Hybrid deep segmentation architecture using dual attention U-Net and Mask-RCNN for accurate detection of pests, diseases, and weeds in crops

Abstract

Early and accurate identification of pests, diseases, and weeds in modern agriculture is crucial for sustainable crop management and yield optimization to increase productivity. This research proposes a hybrid deep segmentation framework that integrates Dual Attention UNet and Mask-RCNN methods to enhance the precision and reliability of plant disease detection under diverse environmental conditions. The core objective is to improve segmentation accuracy and object localization, particularly in complex field imagery with overlapping foliage, variable lighting, and background noise. The proposed architecture uses the Plant-Village dataset, which includes a diverse collection of annotated crop images representing multiple classes of pests, diseases, and weed species.

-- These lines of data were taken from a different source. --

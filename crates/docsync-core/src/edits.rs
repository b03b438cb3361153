//! Edits submitted while the session refuses input
//!
//! An edit is never dropped silently: it is accepted, queued, or handed
//! back with a reason the UI can show.

use crate::config::BlockedEditPolicy;
use crate::status::ConnectionStatus;
use bytes::Bytes;
use parking_lot::Mutex;
use std::collections::VecDeque;

/// An edit held while the session was blocked
#[derive(Debug, Clone, PartialEq, Eq)]
pub struct PendingEdit {
    /// Submission order within the session
    pub seq: u64,
    /// Status at submission time
    pub blocked_in: ConnectionStatus,
    /// Opaque edit payload for the transport
    pub payload: Bytes,
}

/// Why an edit was handed back
#[derive(Debug, Clone, Copy, PartialEq, Eq, thiserror::Error)]
pub enum RejectReason {
    /// The connection status refuses input
    #[error("editing is blocked while {0}")]
    Blocked(ConnectionStatus),
    /// The participant is a viewer
    #[error("read-only participant")]
    ReadOnlyRole,
    /// The pending queue is at capacity
    #[error("pending edit queue is full ({0} edits)")]
    QueueFull(usize),
}

/// Result of submitting an edit
#[derive(Debug, Clone, PartialEq, Eq)]
pub enum EditOutcome {
    /// Forward to the transport now
    Accepted(Bytes),
    /// Held until the session is editable again
    Queued {
        /// Edits now waiting, this one included
        pending: usize,
    },
    /// Not accepted; the payload is returned untouched
    Rejected {
        /// Why
        reason: RejectReason,
        /// The edit
        payload: Bytes,
    },
}

impl EditOutcome {
    /// True for [`EditOutcome::Accepted`]
    #[must_use]
    pub fn is_accepted(&self) -> bool {
        matches!(self, EditOutcome::Accepted(_))
    }
}

#[derive(Debug, Default)]
struct Queue {
    next_seq: u64,
    pending: VecDeque<PendingEdit>,
}

/// Holding area for blocked edits
#[derive(Debug)]
pub struct EditBuffer {
    policy: BlockedEditPolicy,
    queue: Mutex<Queue>,
}

impl EditBuffer {
    /// Empty buffer with `policy`
    #[must_use]
    pub fn new(policy: BlockedEditPolicy) -> Self {
        Self {
            policy,
            queue: Mutex::new(Queue::default()),
        }
    }

    /// Policy in force
    #[must_use]
    pub fn policy(&self) -> BlockedEditPolicy {
        self.policy
    }

    /// Route an edit submitted while blocked in `status`
    pub fn hold(&self, status: ConnectionStatus, payload: Bytes) -> EditOutcome {
        let capacity = match self.policy {
            BlockedEditPolicy::Reject => {
                return EditOutcome::Rejected {
                    reason: RejectReason::Blocked(status),
                    payload,
                };
            }
            BlockedEditPolicy::Queue { capacity } => capacity,
        };

        let mut queue = self.queue.lock();
        if queue.pending.len() >= capacity {
            tracing::warn!(capacity, "pending edit queue full");
            return EditOutcome::Rejected {
                reason: RejectReason::QueueFull(capacity),
                payload,
            };
        }
        queue.next_seq += 1;
        let seq = queue.next_seq;
        queue.pending.push_back(PendingEdit {
            seq,
            blocked_in: status,
            payload,
        });
        EditOutcome::Queued {
            pending: queue.pending.len(),
        }
    }

    /// Take every held edit in submission order
    pub fn drain(&self) -> Vec<PendingEdit> {
        self.queue.lock().pending.drain(..).collect()
    }

    /// Number of held edits
    #[must_use]
    pub fn len(&self) -> usize {
        self.queue.lock().pending.len()
    }

    /// No held edits
    #[must_use]
    pub fn is_empty(&self) -> bool {
        self.len() == 0
    }

    /// Drop held edits and restart numbering
    pub fn clear(&self) {
        *self.queue.lock() = Queue::default();
    }
}

#[cfg(test)]
mod tests {
    use super::*;

    #[test]
    fn reject_policy_returns_payload() {
        let buffer = EditBuffer::new(BlockedEditPolicy::Reject);
        let outcome = buffer.hold(ConnectionStatus::Disconnected, Bytes::from_static(b"x"));
        assert_eq!(
            outcome,
            EditOutcome::Rejected {
                reason: RejectReason::Blocked(ConnectionStatus::Disconnected),
                payload: Bytes::from_static(b"x"),
            }
        );
        assert!(buffer.is_empty());
    }

    #[test]
    fn queue_policy_holds_until_capacity() {
        let buffer = EditBuffer::new(BlockedEditPolicy::Queue { capacity: 2 });
        let s = ConnectionStatus::Disconnected;
        assert_eq!(buffer.hold(s, Bytes::from_static(b"a")), EditOutcome::Queued { pending: 1 });
        assert_eq!(buffer.hold(s, Bytes::from_static(b"b")), EditOutcome::Queued { pending: 2 });
        assert!(matches!(
            buffer.hold(s, Bytes::from_static(b"c")),
            EditOutcome::Rejected { reason: RejectReason::QueueFull(2), .. }
        ));

        let drained = buffer.drain();
        assert_eq!(drained.iter().map(|e| e.seq).collect::<Vec<_>>(), vec![1, 2]);
        assert_eq!(drained[0].payload, Bytes::from_static(b"a"));
        assert!(buffer.is_empty());
    }
}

The Dual Attention UNet emphasizes salient spatial and channel-wise features, enabling refined pixel-level segmentation of affected regions. This is followed by a Mask-RCNN module that performs instance-aware segmentation and bounding box localization, facilitating detailed identification of individual anomalies even in cluttered scenes. The framework is further enhanced through data augmentation and transfer learning strategies to support generalization across varying crop types. Experimental evaluation reveals that the proposed deep learning-based model achieves a Detection Accuracy (DA) of 96.5%, an F1-Score of 95.2%, AUC-PR of 97.4%, Sensitivity of 96.5%, Scalability of 96.2% and a Processing Time (PT) of 12 seconds per batch, demonstrating both precision and efficiency. Moreover, the architecture shows a Scalability of 96.8%, ensuring robustness in large-scale deployments. The comprehensive results are compared with baseline models such as CNN, Faster R-CNN, and CBAM. The hybrid integration of instance-aware detection and attention-driven segmentation, explicitly designed for agricultural situations, shows the novelty, and the model improves detection quality by capturing fine-grained spatial characteristics and allowing for the thorough separation of overlapping anomalies compared to traditional CNN-YOLO pipelines. This model presents a reliable solution for real-time smart agriculture systems aimed at proactive crop health management.